I have weathered many a dust storm,
But it can't get me, boys, and it can't kill me.

That old dust storm but it blowed my barn down,
But it can't blow me down, and it can't blow me down.
That old wind might blow this world down,
But it can't blow me down, it can't kill me…"
From Dust Bowl Refuge by Woodie Guthrie

This story begins in 1862 when Congress passed the Homestead Act which provided for a transfer of 160 acres of unoccupied public land to each homesteader for a nominal sum or for $1.25 per acre after six months of residence on the land. Six months later the Railroad Act was passed. The announcement of "free land" was a call for the landless citizens, freed slaves and hundreds of thousands of European immigrants to flood the area. By 1869 a transcontinental railroad stretched across the frontier. The emerging rail lines made access to the public lands easier, and provided a method of bringing manufactured goods to the area. Hundreds of pioneers moved into the region building towns and schools. Not realizing the risk they were taking, these people moved into an area which was a grassland with few trees, minimal rainfall, and scarce other vegetation. Many of the homesteaders left the region before they fulfilled the requirements of their claim. In the 30 year period ending in 1900, more than two million immigrants moved into the region. For years, a very productive agricultural economy was created.

As farming increased, many hundreds of acres of land were plowed under. Hail, windstorms, prairie fires, winter blizzards and locusts were soon the perils of the homesteaders. In the 1930's a decade of drought spread across the region. The area came to be known as the Dust Bowl . The weather conditions led to severe dust storms called "Black Blizzards" and "Black Rollers," the most memorable was named Black Sunday, which sent dust from the Plains to New England and Washington DC.

On Black Sunday, April 14, 1935, a wall of blowing sand hit the eastern Oklahoma panhandle around 4 PM. As one witness described the event: "...a great black bank rolled in out of the northeast, and in a twinkling when it struck Liberal, plunged everything into inky blackness, worse than that on any midnight, when there is at least some starlight and outlines of objects can be seen. When the storm struck it was impossible to see one's hand before his face even two inches away. And it was several minutes before any trace of daylight whatsoever returned." Liberal News, April 15, 1935. Much of the Black Sunday dust was finally deposited in the Atlantic Ocean.

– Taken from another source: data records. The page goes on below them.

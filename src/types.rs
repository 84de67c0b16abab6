/* This Source Code Form is subject to the terms of the Mozilla Public
 * License, v. 2.0. If a copy of the MPL was not distributed with this
 * file, You can obtain one at http://mozilla.org/MPL/2.0/. */

mod common;
mod operations;

pub use common::*;
pub use operations::*;
pub mod response;
pub mod server_version;
pub mod soap;

pub mod add_delegate;
pub mod get_delegate;
pub mod update_delegate;

pub(crate) mod sealed {
    /// A trait for structures which may appear in the body of a SOAP envelope.
    pub trait EnvelopeBodyContents {
        /// Gets the name of the element enclosing the contents of this
        /// structure when represented in XML.
        fn name() -> &'static str;
    }
}
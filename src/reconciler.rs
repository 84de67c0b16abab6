/* This Source Code Form is subject to the terms of the Mozilla Public
 * License, v. 2.0. If a copy of the MPL was not distributed with this
 * file, You can obtain one at http://mozilla.org/MPL/2.0/. */

//! Listing and reconciliation of the delegates of a mailbox.

use std::{env, ops::Deref};

use uuid::Uuid;

use crate::{
    add_delegate::AddDelegate,
    get_delegate::GetDelegate,
    response::{DelegateResponse, ResponseClass},
    server_version::ExchangeServerVersion,
    soap::{Envelope, Header, ResponseHeader},
    transport::HttpTransport,
    types::sealed::EnvelopeBodyContents,
    update_delegate::UpdateDelegate,
    Config, DelegatePermissionLevel, DelegatePermissions, DelegateUser, DelegateUsers,
    DeliverMeetingRequests, Error, HttpResponse, Mailbox, MailboxIdentity, Operation, Result,
    SoapRequest, StatusCode, Transport, TransportError, UserId, UserIds,
};

pub(crate) const LOG_NETWORK_PAYLOADS_ENV_VAR: &str = "EWS_DELEGATION_LOG_NETWORK_PAYLOADS";

const UNKNOWN_ERROR: &str = "UnknownError";
const HTML_PREVIEW_LEN: usize = 100;

/// A delegate of the owner's mailbox, along with its inbox access.
#[derive(Clone, Debug, PartialEq, Eq)]
pub struct DelegateRecord {
    /// The lower-cased address of the delegate.
    pub delegate: MailboxIdentity,

    /// The delegate's permission level on the owner's inbox, or `None` if the
    /// server did not report one.
    pub inbox_level: Option<DelegatePermissionLevel>,
}

impl DelegateRecord {
    /// Builds a record from a delegate reported by the server, if it carries
    /// a usable address.
    fn from_delegate_user(user: DelegateUser) -> Option<Self> {
        let address = user.user_id?.primary_smtp_address?;
        if address.trim().is_empty() {
            return None;
        }

        Some(Self {
            delegate: MailboxIdentity::from_server(&address),
            inbox_level: user
                .delegate_permissions
                .and_then(|permissions| permissions.inbox_folder_permission_level),
        })
    }
}

/// The delegates of a mailbox, as returned by a single `GetDelegate`
/// request.
///
/// Records are produced as the iterator is consumed; iterating never sends
/// another request.
#[derive(Debug)]
pub struct Delegates {
    users: std::vec::IntoIter<DelegateUser>,
}

impl Iterator for Delegates {
    type Item = DelegateRecord;

    fn next(&mut self) -> Option<Self::Item> {
        self.users.find_map(DelegateRecord::from_delegate_user)
    }

    fn size_hint(&self) -> (usize, Option<usize>) {
        (0, self.users.size_hint().1)
    }
}

/// The result of a write operation, as judged by the server.
#[derive(Clone, Debug, PartialEq, Eq)]
pub struct OperationOutcome {
    pub success: bool,

    /// A fixed message on success, otherwise the response code reported by
    /// the server.
    pub message: String,
}

impl OperationOutcome {
    pub fn success(message: impl Into<String>) -> Self {
        Self {
            success: true,
            message: message.into(),
        }
    }

    pub fn failure(message: impl Into<String>) -> Self {
        Self {
            success: false,
            message: message.into(),
        }
    }
}

/// Options applied to a delegate when it is added.
#[derive(Clone, Copy, Debug, Default, PartialEq, Eq)]
pub struct AddDelegateOptions {
    /// Whether the delegate receives copies of the owner's meeting messages.
    pub receive_copies: bool,

    /// Whether the delegate can see the owner's private items.
    pub view_private: bool,

    pub deliver_meeting_requests: DeliverMeetingRequests,
}

/// Manages the inbox delegates of one mailbox.
///
/// The reconciler holds no state besides its configuration: every operation
/// works from a fresh server response.
pub struct DelegationReconciler<T> {
    owner: MailboxIdentity,
    transport: T,
    server_version: ExchangeServerVersion,
}

impl DelegationReconciler<HttpTransport> {
    /// Creates a reconciler talking to the endpoint described by `config`.
    pub fn from_config(config: &Config) -> Result<Self> {
        config.validate()?;

        let transport = HttpTransport::new(
            config.endpoint_url()?,
            config.credentials(),
            config.verify_tls,
            config.timeout(),
        )?;

        Ok(Self::new(config.owner_identity()?, transport)
            .with_server_version(config.server_version))
    }
}

impl<T> DelegationReconciler<T>
where
    T: Transport,
{
    pub fn new(owner: MailboxIdentity, transport: T) -> Self {
        Self {
            owner,
            transport,
            server_version: ExchangeServerVersion::default(),
        }
    }

    /// Sets the schema version requested in each request header.
    pub fn with_server_version(mut self, server_version: ExchangeServerVersion) -> Self {
        self.server_version = server_version;
        self
    }

    pub fn owner(&self) -> &MailboxIdentity {
        &self.owner
    }

    pub fn transport(&self) -> &T {
        &self.transport
    }

    /// Retrieves the delegates of the owner's mailbox with their inbox
    /// permission level.
    ///
    /// Delegates without an address are skipped.
    pub fn list_delegates(&self) -> Result<Delegates> {
        let response = self.make_operation_request(GetDelegate {
            include_permissions: true,
            mailbox: Mailbox::from(&self.owner),
            user_ids: UserIds::default(),
        })?;

        match response.response_class {
            Some(ResponseClass::Error) => {
                return Err(Error::Response {
                    operation: GetDelegate::name(),
                    code: response.error_code().unwrap_or(UNKNOWN_ERROR).to_owned(),
                    message: response.message_text.clone(),
                });
            }
            Some(ResponseClass::Warning) => log::warn!(
                "GetDelegate for {} returned a warning: {}",
                self.owner,
                response.error_code().unwrap_or(UNKNOWN_ERROR)
            ),
            Some(ResponseClass::Success) => (),
            None => log::warn!("GetDelegate response carries no response class"),
        }

        Ok(Delegates {
            users: response.0.into_delegate_users().into_iter(),
        })
    }

    /// Adds a delegate with Reviewer access to the owner's inbox.
    pub fn add_delegate(
        &self,
        delegate: &MailboxIdentity,
        options: &AddDelegateOptions,
    ) -> Result<OperationOutcome> {
        let operation = AddDelegate {
            mailbox: Mailbox::from(&self.owner),
            delegate_users: DelegateUsers(vec![DelegateUser {
                user_id: Some(UserId::from_address(delegate)),
                delegate_permissions: Some(DelegatePermissions::inbox(
                    DelegatePermissionLevel::Reviewer,
                )),
                receive_copies_of_meeting_messages: Some(options.receive_copies),
                view_private_items: Some(options.view_private),
            }]),
            deliver_meeting_requests: Some(options.deliver_meeting_requests),
        };

        self.perform_write(operation, "AddDelegate Success")
    }

    /// Sets the inbox permission level of an existing delegate. Permissions
    /// on other folders are left untouched.
    pub fn update_delegate(
        &self,
        delegate: &MailboxIdentity,
        level: DelegatePermissionLevel,
    ) -> Result<OperationOutcome> {
        let operation = UpdateDelegate {
            mailbox: Mailbox::from(&self.owner),
            delegate_users: DelegateUsers(vec![DelegateUser {
                user_id: Some(UserId::from_address(delegate)),
                delegate_permissions: Some(DelegatePermissions::inbox(level)),
                ..Default::default()
            }]),
            deliver_meeting_requests: Some(DeliverMeetingRequests::DelegatesAndSendInformationToMe),
        };

        self.perform_write(operation, "UpdateDelegate Success")
    }

    /// Makes sure `delegate` holds Reviewer access to the owner's inbox,
    /// adding or updating it only when needed.
    pub fn ensure_reviewer(&self, delegate: &MailboxIdentity) -> Result<OperationOutcome> {
        self.ensure_level(delegate, DelegatePermissionLevel::Reviewer)
    }

    /// Makes sure `delegate` holds exactly `level` on the owner's inbox.
    ///
    /// Delegates are always added as Reviewers, so bringing an absent
    /// delegate to another level takes an add followed by an update. The
    /// update is skipped if the add fails.
    pub fn ensure_level(
        &self,
        delegate: &MailboxIdentity,
        level: DelegatePermissionLevel,
    ) -> Result<OperationOutcome> {
        let existing = self
            .list_delegates()?
            .find(|record| record.delegate.matches(delegate));

        match existing {
            None => {
                log::debug!("{delegate} is not a delegate of {}, adding it", self.owner);

                let outcome = self.add_delegate(delegate, &AddDelegateOptions::default())?;
                if !outcome.success || level == DelegatePermissionLevel::Reviewer {
                    return Ok(outcome);
                }

                self.update_delegate(delegate, level)
            }
            Some(record) if record.inbox_level == Some(level) => {
                log::debug!("{delegate} already has {level} access, nothing to do");

                Ok(OperationOutcome::success(format!("Already {level}")))
            }
            Some(record) => {
                log::debug!(
                    "{delegate} has {} access, updating to {level}",
                    record
                        .inbox_level
                        .map_or("no", |current| current.as_str())
                );

                self.update_delegate(delegate, level)
            }
        }
    }

    /// Sends a write operation and turns its response into an outcome.
    ///
    /// Failures reported by the server, including SOAP faults, make for an
    /// unsuccessful outcome rather than an error.
    fn perform_write<Op>(&self, operation: Op, success_message: &str) -> Result<OperationOutcome>
    where
        Op: Operation,
        Op::Response: Deref<Target = DelegateResponse>,
    {
        let op_name = <Op as EnvelopeBodyContents>::name();

        let response = match self.make_operation_request(operation) {
            Ok(response) => response,
            Err(Error::RequestFault(fault)) => {
                log::warn!("{op_name} resulted in a SOAP fault: {}", fault.faultstring);
                return Ok(OperationOutcome::failure(fault.response_code()));
            }
            Err(err) => return Err(err),
        };

        if !response.is_success() {
            let code = response.error_code().unwrap_or(UNKNOWN_ERROR);
            log::warn!("{op_name} failed with response code {code}");

            return Ok(OperationOutcome::failure(code));
        }

        for message in response.messages().iter().filter(|message| message.is_error()) {
            log::warn!(
                "{op_name} succeeded, but reported an error for a delegate: {}",
                message.response_code.as_deref().unwrap_or(UNKNOWN_ERROR)
            );
        }

        Ok(OperationOutcome::success(success_message))
    }

    /// Wraps an operation in an envelope, sends it and parses the response.
    fn make_operation_request<Op>(&self, operation: Op) -> Result<Op::Response>
    where
        Op: Operation,
    {
        let op_name = <Op as EnvelopeBodyContents>::name();

        let envelope = Envelope {
            headers: vec![Header::RequestServerVersion {
                version: self.server_version,
            }],
            body: operation,
        };
        let request_body = envelope.as_xml_document()?;

        let response = self.send_request(op_name, &request_body)?;

        let envelope: Envelope<Op::Response, ResponseHeader> =
            Envelope::from_xml_document(response.body.as_bytes())?;

        if let Some(version) = envelope.server_version() {
            log::debug!("{op_name} answered by Exchange {version}");
        }

        Ok(envelope.body)
    }

    /// Sends a serialized request and checks that the response is a
    /// successful XML document.
    fn send_request(&self, op_name: &'static str, request_body: &[u8]) -> Result<HttpResponse> {
        // Generate random id for logging purposes.
        let request_id = Uuid::new_v4();
        log::info!("Making operation request {request_id}: {op_name}");

        if env::var(LOG_NETWORK_PAYLOADS_ENV_VAR).is_ok() {
            log::info!("C: {}", String::from_utf8_lossy(request_body));
        }

        let response = self.transport.send(SoapRequest {
            operation: op_name,
            body: request_body,
            anchor_mailbox: Some(self.owner.as_str()),
        })?;

        log::info!(
            "Response received for request {request_id} (status {}): {op_name}",
            response.status
        );

        if env::var(LOG_NETWORK_PAYLOADS_ENV_VAR).is_ok() {
            log::info!("S: {}", response.body);
        }

        if response.status == StatusCode::UNAUTHORIZED {
            let challenges: Vec<&str> = response
                .headers
                .get_all("WWW-Authenticate")
                .iter()
                .filter_map(|value| value.to_str().ok())
                .collect();

            return Err(Error::Authentication {
                www_authenticate: (!challenges.is_empty()).then(|| challenges.join(", ")),
            });
        }

        if !response.status.is_success() {
            log::error!("Request FAILED with status {}: {op_name}", response.status);
            return Err(TransportError::Status(response.status).into());
        }

        if is_html(&response.body) {
            return Err(Error::Protocol {
                preview: response.body.chars().take(HTML_PREVIEW_LEN).collect(),
            });
        }

        Ok(response)
    }
}

/// Whether a response body is an HTML page, as served by login portals and
/// misconfigured proxies.
fn is_html(body: &str) -> bool {
    let start: String = body
        .trim_start()
        .chars()
        .take(14)
        .collect::<String>()
        .to_ascii_lowercase();

    start.starts_with("<!doctype html") || start.starts_with("<html")
}
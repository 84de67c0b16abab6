/* This Source Code Form is subject to the terms of the Mozilla Public
 * License, v. 2.0. If a copy of the MPL was not distributed with this
 * file, You can obtain one at http://mozilla.org/MPL/2.0/. */

use std::{error::Error as _, path::PathBuf, process::ExitCode};

use clap::Parser;
use ews_delegation::{
    AddDelegateOptions, Config, DelegatePermissionLevel, DelegationReconciler, Error,
    MailboxIdentity, OperationOutcome, Transport,
};

/// Exit status when the configuration is incomplete or invalid.
const EXIT_CONFIG: u8 = 2;

/// Lists and reconciles the inbox delegates of an Exchange mailbox.
#[derive(Parser, Debug)]
#[command(name = "ews-delegation", version)]
struct CliArgs {
    /// TOML file holding the connection settings
    #[arg(short, long)]
    config: Option<PathBuf>,

    /// URL of the EWS endpoint
    #[arg(long)]
    endpoint: Option<String>,

    /// Address of the mailbox whose delegates are managed
    #[arg(long)]
    owner: Option<String>,

    /// Login of the owner, either DOMAIN\user or user@domain
    #[arg(short, long)]
    username: Option<String>,

    #[arg(long, env = "EWS_DELEGATION_PASSWORD", hide_env_values = true)]
    password: Option<String>,

    /// Authentication scheme, either ntlm or basic
    #[arg(long)]
    auth: Option<String>,

    /// Skip TLS certificate verification
    #[arg(long)]
    insecure: bool,

    /// Address of the delegate to add, update or ensure
    #[arg(short, long)]
    delegate: Option<String>,

    /// Inbox permission level set by --update
    #[arg(long, default_value = "Reviewer")]
    level: String,

    /// Do not list the delegates before making changes
    #[arg(long)]
    no_list_before: bool,

    /// Add the delegate with Reviewer access
    #[arg(long)]
    add: bool,

    /// Set the delegate's inbox permission level
    #[arg(long)]
    update: bool,

    /// Do not make sure the delegate is a Reviewer
    #[arg(long)]
    no_ensure: bool,

    /// Do not list the delegates after making changes
    #[arg(long)]
    no_list_after: bool,
}

/// One step of a harness run, in the order they are performed.
#[derive(Debug, Clone, Copy, PartialEq, Eq)]
enum Step {
    ListBefore,
    Add,
    Update(DelegatePermissionLevel),
    EnsureReviewer,
    ListAfter,
}

impl Step {
    fn label(&self) -> String {
        match self {
            Step::ListBefore => "List delegates (before)".to_string(),
            Step::Add => "Add delegate as Reviewer (may fail if already exists)".to_string(),
            Step::Update(level) => format!("Update delegate to level: {level}"),
            Step::EnsureReviewer => "Ensure delegate is Reviewer (idempotent)".to_string(),
            Step::ListAfter => "List delegates (after)".to_string(),
        }
    }
}

impl CliArgs {
    fn needs_delegate(&self) -> bool {
        self.add || self.update || !self.no_ensure
    }

    /// The steps selected on the command line.
    fn steps(&self, level: DelegatePermissionLevel) -> Vec<Step> {
        [
            (!self.no_list_before).then_some(Step::ListBefore),
            self.add.then_some(Step::Add),
            self.update.then_some(Step::Update(level)),
            (!self.no_ensure).then_some(Step::EnsureReviewer),
            (!self.no_list_after).then_some(Step::ListAfter),
        ]
        .into_iter()
        .flatten()
        .collect()
    }

    /// Loads the configuration file, if any, and applies the command line
    /// overrides on top of it.
    fn config(&self) -> Result<Config, Error> {
        let mut config = match &self.config {
            Some(path) => Config::from_file(path)?,
            None => Config::default(),
        };

        let overrides = [
            (&self.endpoint, &mut config.endpoint),
            (&self.owner, &mut config.owner),
            (&self.username, &mut config.username),
            (&self.password, &mut config.password),
        ];
        for (value, setting) in overrides {
            if let Some(value) = value {
                setting.clone_from(value);
            }
        }

        if let Some(auth) = &self.auth {
            config.auth = auth.parse()?;
        }

        if self.insecure {
            config.verify_tls = false;
        }

        Ok(config)
    }
}

fn main() -> ExitCode {
    env_logger::Builder::from_env(env_logger::Env::default().default_filter_or("info")).init();

    let args = CliArgs::parse();

    match run(&args) {
        Ok(code) => code,
        Err(err) => {
            report(&err);
            ExitCode::FAILURE
        }
    }
}

fn run(args: &CliArgs) -> Result<ExitCode, Error> {
    let config = match args.config() {
        Ok(config) => config,
        Err(err @ Error::Config(_)) => {
            report(&err);
            return Ok(ExitCode::from(EXIT_CONFIG));
        }
        Err(err) => return Err(err),
    };

    let mut missing = config.missing_fields();
    if args.needs_delegate() && args.delegate.as_deref().map_or(true, |d| d.trim().is_empty()) {
        missing.push("delegate");
    }
    if !missing.is_empty() {
        eprintln!("Fill required configuration first: {}", missing.join(", "));
        return Ok(ExitCode::from(EXIT_CONFIG));
    }

    let level: DelegatePermissionLevel = match args.level.parse() {
        Ok(level) => level,
        Err(err) => {
            eprintln!("{err}");
            return Ok(ExitCode::from(EXIT_CONFIG));
        }
    };

    let delegate: Option<MailboxIdentity> = match args.delegate.as_deref() {
        Some(delegate) if args.needs_delegate() => match delegate.parse() {
            Ok(delegate) => Some(delegate),
            Err(err) => {
                report(&err);
                return Ok(ExitCode::from(EXIT_CONFIG));
            }
        },
        _ => None,
    };

    let reconciler = match DelegationReconciler::from_config(&config) {
        Ok(reconciler) => reconciler,
        Err(err @ (Error::Config(_) | Error::InvalidAddress(_) | Error::InvalidEndpoint(_))) => {
            report(&err);
            return Ok(ExitCode::from(EXIT_CONFIG));
        }
        Err(err) => return Err(err),
    };

    println!();
    println!("========== EWS Delegation Test Harness ==========");
    println!("Owner mailbox: {}", reconciler.owner());
    if let Some(delegate) = &delegate {
        println!("Delegate target: {delegate}");
    }
    println!("=================================================");
    println!();

    let mut succeeded = true;

    for step in args.steps(level) {
        println!("[STEP] {}", step.label());

        match run_step(&reconciler, step, delegate.as_ref()) {
            Ok(step_succeeded) => succeeded &= step_succeeded,
            Err(err) => {
                println!();
                println!("One or more steps failed; see logs above.");
                return Err(err);
            }
        }
    }

    println!();
    if succeeded {
        println!("All selected steps completed.");
        Ok(ExitCode::SUCCESS)
    } else {
        println!("One or more steps failed; see logs above.");
        Ok(ExitCode::FAILURE)
    }
}

/// Performs a single step, returning whether it succeeded.
fn run_step<T>(
    reconciler: &DelegationReconciler<T>,
    step: Step,
    delegate: Option<&MailboxIdentity>,
) -> Result<bool, Error>
where
    T: Transport,
{
    let outcome = match (step, delegate) {
        (Step::ListBefore | Step::ListAfter, _) => {
            print_delegates(reconciler)?;
            return Ok(true);
        }
        (Step::Add, Some(delegate)) => {
            reconciler.add_delegate(delegate, &AddDelegateOptions::default())?
        }
        (Step::Update(level), Some(delegate)) => reconciler.update_delegate(delegate, level)?,
        (Step::EnsureReviewer, Some(delegate)) => reconciler.ensure_reviewer(delegate)?,
        (_, None) => return Ok(false),
    };

    Ok(print_outcome(&outcome))
}

fn print_delegates<T>(reconciler: &DelegationReconciler<T>) -> Result<(), Error>
where
    T: Transport,
{
    let mut found = false;

    for record in reconciler.list_delegates()? {
        found = true;
        let level = record
            .inbox_level
            .map_or("None", |level| level.as_str());

        println!("Delegate: {}, Permission Level: {level}", record.delegate);
    }

    if !found {
        println!("No delegates found for this mailbox.");
    }

    Ok(())
}

fn print_outcome(outcome: &OperationOutcome) -> bool {
    if outcome.success {
        println!("Operation Succeeded: {}", outcome.message);
    } else {
        println!("Operation Failed: {}", outcome.message);
    }

    outcome.success
}

/// Prints an error along with its chain of causes.
fn report(err: &Error) {
    eprintln!("Error: {err}");

    let mut source = err.source();
    while let Some(cause) = source {
        eprintln!("  caused by: {cause}");
        source = cause.source();
    }
}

One outcome of the Dust Bowl was a mass exodus from the Plains. Hundreds of thousands of Dust Bowl refugees headed for California and other states. Often called "Okies," because many were from Oklahoma, they found economic conditions in their new states difficult due to the Great Depression. In the years since the Dust Bowl, the plains states would recover, but writers such as Timothy Egan in the Worst Hard Times would caution those who might have forgotten these difficult lessons. For example, Egan discusses current overuse of the Ogallala Aquifer. Others, such as NASA climate scientists, suggest that climate variability may have played a big role in what took place in the Plains states during the 30s. In addition, historian Daniel Worster cautions that climate change could turn the Plains into a disaster area and is of the opinion that government and economic policies only add to the danger.



Recent articles suggest that a new dust bowl is likely to form in the southwest Unites States, an area of limited water resources. Your Earth system analysis of the impact of climate change on this area will help the region adapt if necessary.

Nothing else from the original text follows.